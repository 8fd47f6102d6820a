//! Pairwise connection desirability.
//!
//! Every builder that ranks candidates, incremental candidate selection and
//! healing all go through [`score`], so a change here reshapes every layout.

use crate::agent::{Agent, AgentType};

const CAPABILITY_WEIGHT: f64 = 0.3;
const LOAD_WEIGHT: f64 = 0.3;
const RELIABILITY_WEIGHT: f64 = 0.2;
const TYPE_WEIGHT: f64 = 0.2;

/// Desirability of connecting `a` and `b`, in [0, 1]
pub fn score(a: &Agent, b: &Agent) -> f64 {
    let capability = capability_overlap(a, b);
    let load = 1.0 - (a.load - b.load).abs();
    let reliability = 1.0 - (a.performance.success_rate - b.performance.success_rate).abs();
    let compatibility = type_compatibility(a.agent_type, b.agent_type);

    let total = CAPABILITY_WEIGHT * capability
        + LOAD_WEIGHT * load
        + RELIABILITY_WEIGHT * reliability
        + TYPE_WEIGHT * compatibility;

    if total.is_nan() {
        return 0.0;
    }
    total.clamp(0.0, 1.0)
}

/// Jaccard similarity of the two capability sets; 0 when both are empty
pub fn capability_overlap(a: &Agent, b: &Agent) -> f64 {
    let union = a.capabilities.union(&b.capabilities).count();
    if union == 0 {
        return 0.0;
    }
    let intersection = a.capabilities.intersection(&b.capabilities).count();
    intersection as f64 / union as f64
}

/// Fixed affinity table between agent roles
pub fn type_compatibility(a: AgentType, b: AgentType) -> f64 {
    use AgentType::*;

    // Symmetric: normalise the pair so each combination appears once
    let (first, second) = if a <= b { (a, b) } else { (b, a) };
    match (first, second) {
        (Coordinator, Coordinator) => 0.7,
        (Coordinator, Worker) => 0.8,
        (Coordinator, Specialist) => 0.8,
        (Coordinator, Bridge) => 0.9,
        (Worker, Worker) => 0.6,
        (Worker, Specialist) => 0.7,
        (Worker, Bridge) => 0.7,
        (Specialist, Specialist) => 0.9,
        (Specialist, Bridge) => 0.7,
        (Bridge, Bridge) => 0.6,
        // Only reachable if the role set grows
        _ => 0.5,
    }
}

#[cfg(test)]
mod tests {
    use super::*;

    const TYPES: [AgentType; 4] = [
        AgentType::Coordinator,
        AgentType::Worker,
        AgentType::Specialist,
        AgentType::Bridge,
    ];

    #[test]
    fn test_score_bounds_for_all_type_pairs() {
        let loads = [0.0, 0.5, 1.0];
        let rates = [0.0, 1.0];
        let caps: [&[&str]; 3] = [&[], &["a"], &["a", "b", "c"]];

        for &ta in &TYPES {
            for &tb in &TYPES {
                for &la in &loads {
                    for &rb in &rates {
                        for ca in caps {
                            let a = Agent::new("a", ta).with_load(la).with_capabilities(ca.iter().copied());
                            let b = Agent::new("b", tb).with_load(1.0 - la).with_success_rate(rb);
                            let s = score(&a, &b);
                            assert!((0.0..=1.0).contains(&s), "score {} out of range", s);
                        }
                    }
                }
            }
        }
    }

    #[test]
    fn test_zero_capability_agents() {
        let a = Agent::new("a", AgentType::Worker);
        let b = Agent::new("b", AgentType::Worker);
        assert_eq!(capability_overlap(&a, &b), 0.0);
        // 0 overlap, identical load and success rate, worker/worker affinity
        let expected = 0.3 + 0.2 + 0.2 * 0.6;
        assert!((score(&a, &b) - expected).abs() < 1e-9);
    }

    #[test]
    fn test_capability_overlap_is_jaccard() {
        let a = Agent::new("a", AgentType::Worker).with_capabilities(["x", "y", "z"]);
        let b = Agent::new("b", AgentType::Worker).with_capabilities(["y", "z", "w"]);
        assert!((capability_overlap(&a, &b) - 0.5).abs() < 1e-9);
    }

    #[test]
    fn test_type_compatibility_is_symmetric_and_bounded() {
        for &a in &TYPES {
            for &b in &TYPES {
                let value = type_compatibility(a, b);
                assert_eq!(value, type_compatibility(b, a));
                assert!((0.6..=0.9).contains(&value));
            }
        }
        assert_eq!(type_compatibility(AgentType::Coordinator, AgentType::Bridge), 0.9);
        assert_eq!(type_compatibility(AgentType::Specialist, AgentType::Specialist), 0.9);
    }

    #[test]
    fn test_coordinator_preferred_over_identical_worker() {
        let coordinator = Agent::new("c", AgentType::Coordinator).with_capabilities(["compute"]);
        let worker = Agent::new("w1", AgentType::Worker).with_capabilities(["compute"]);
        let newcomer = Agent::new("w2", AgentType::Worker).with_capabilities(["compute"]);
        assert!(score(&newcomer, &coordinator) > score(&newcomer, &worker));
    }
}
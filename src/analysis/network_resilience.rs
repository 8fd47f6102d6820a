//! Network resilience analysis.
//!
//! Connected components and Monte-Carlo estimation of how likely the graph
//! is to stay in one piece when a fifth of its nodes disappear at random.

use rand::seq::index::sample;
use rand::Rng;

/// Independent removal trials per estimate
pub const RESILIENCE_TRIALS: usize = 10;

/// Find connected components using BFS.
///
/// Nodes flagged in `removed` are ignored, which makes this usable on the
/// subgraph induced by the surviving nodes.
pub fn connected_components(adjacency: &[Vec<usize>], removed: &[bool]) -> Vec<Vec<usize>> {
    let n = adjacency.len();
    let mut visited = vec![false; n];
    let mut components = Vec::new();

    for start in 0..n {
        if visited[start] || removed.get(start).copied().unwrap_or(false) {
            continue;
        }

        let mut component = Vec::new();
        let mut queue = vec![start];
        visited[start] = true;

        while let Some(node) = queue.pop() {
            component.push(node);
            for &neighbor in &adjacency[node] {
                if !visited[neighbor] && !removed.get(neighbor).copied().unwrap_or(false) {
                    visited[neighbor] = true;
                    queue.push(neighbor);
                }
            }
        }

        components.push(component);
    }

    components
}

/// Fraction of trials in which removing a random 20% of nodes (rounded down)
/// leaves the remainder as a single connected component
pub fn monte_carlo_resilience<R: Rng + ?Sized>(adjacency: &[Vec<usize>], trials: usize, rng: &mut R) -> f64 {
    let n = adjacency.len();
    if n <= 1 || trials == 0 {
        return 1.0;
    }

    let remove_count = n / 5;
    let mut survived = 0usize;

    for _ in 0..trials {
        let mut removed = vec![false; n];
        for index in sample(rng, n, remove_count).iter() {
            removed[index] = true;
        }
        if connected_components(adjacency, &removed).len() <= 1 {
            survived += 1;
        }
    }

    survived as f64 / trials as f64
}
########################################
> **YOUR INSTRUCTIONS**: Whenever "Bridge" occurs in a line of the entries, copy that line.

> **RESULT FOR THIS EXERCISE**:
        (Coordinator, Bridge) => 0.9,
        (Worker, Bridge) => 0.7,
        (Specialist, Bridge) => 0.7,
        (Bridge, Bridge) => 0.6,
        AgentType::Bridge,
        assert_eq!(type_compatibility(AgentType::Coordinator, AgentType::Bridge), 0.9);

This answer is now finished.